In deze zaak heeft de passagier, woonachtig in India, een vordering ingesteld tegen Deutsche Lufthansa Aktiengesellschaft wegens compensatie voor vertraging van een vlucht van Delhi naar München en aansluitend naar Amsterdam. De passagier had een vervoersovereenkomst met de vervoerder en vorderde compensatie van € 600,00 op basis van de Europese Verordening (EG) nr. 261/2004, die regels vaststelt voor compensatie en bijstand aan luchtreizigers bij vertragingen.
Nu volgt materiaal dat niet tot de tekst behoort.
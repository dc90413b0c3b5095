//! Night actions as a tagged union.
//!
//! Ability/target combinations that make no sense are unrepresentable:
//! an action always names exactly one target, and the variant says what
//! happens to it.

use nw_core::{NightAbility, PlayerId, Role};
use serde::{Deserialize, Serialize};

/// One submitted night action.
#[derive(Debug, Clone, Copy, PartialEq, Eq, Serialize, Deserialize)]
#[serde(rename_all = "snake_case", tag = "ability", content = "target")]
pub enum NightAction {
    /// The mafia's nightly kill.
    Kill(PlayerId),
    /// The doctor's shield.
    Heal(PlayerId),
    /// The detective's alignment check.
    Investigate(PlayerId),
    /// The detective's single-use gunshot, taken instead of a check.
    Shoot(PlayerId),
}

impl NightAction {
    /// The player this action is aimed at.
    pub fn target(self) -> PlayerId {
        match self {
            Self::Kill(t) | Self::Heal(t) | Self::Investigate(t) | Self::Shoot(t) => t,
        }
    }

    /// True if `role` is entitled to submit this action.
    pub fn allowed_for(self, role: Role) -> bool {
        match self {
            Self::Kill(_) => role.ability() == Some(NightAbility::Kill),
            Self::Heal(_) => role.ability() == Some(NightAbility::Heal),
            Self::Investigate(_) | Self::Shoot(_) => {
                role.ability() == Some(NightAbility::Investigate)
            }
        }
    }

    /// Verb used in confirmations and logs.
    pub fn verb(self) -> &'static str {
        match self {
            Self::Kill(_) => "kill",
            Self::Heal(_) => "heal",
            Self::Investigate(_) => "investigate",
            Self::Shoot(_) => "shoot",
        }
    }
}

impl std::fmt::Display for NightAction {
    fn fmt(&self, f: &mut std::fmt::Formatter<'_>) -> std::fmt::Result {
        write!(f, "{} {}", self.verb(), self.target())
    }
}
De vlucht van Delhi naar München had een vertraging van 156 minuten, waardoor de passagier zijn aansluitende vlucht naar Amsterdam miste en meer dan drie uur later op zijn eindbestemming aankwam.
De vervoerder betwistte de vordering en voerde aan dat de vertraging het gevolg was van buitengewone omstandigheden, namelijk de sluiting van het Pakistaanse luchtruim vanwege een conflict tussen Pakistan en India. De vervoerder stelde dat deze sluiting hen dwong om een langere route te nemen, wat resulteerde in de vertraging. De kantonrechter oordeelde echter dat de vervoerder niet voldoende bewijs had geleverd dat de sluiting van het Pakistaanse luchtruim op de datum van de vlucht nog van kracht was en dat dit de oorzaak van de vertraging was.
De kantonrechter concludeerde dat de passagier recht had op compensatie, omdat de vervoerder niet kon aantonen dat de vertraging het gevolg was van buitengewone omstandigheden. De vordering van de passagier werd toegewezen, inclusief de wettelijke rente vanaf de datum van de vlucht. De vervoerder werd ook veroordeeld tot betaling van de proceskosten, terwijl de vordering tot buitengerechtelijke incassokosten werd afgewezen, omdat de passagier onvoldoende bewijs had geleverd van de gemaakte kosten.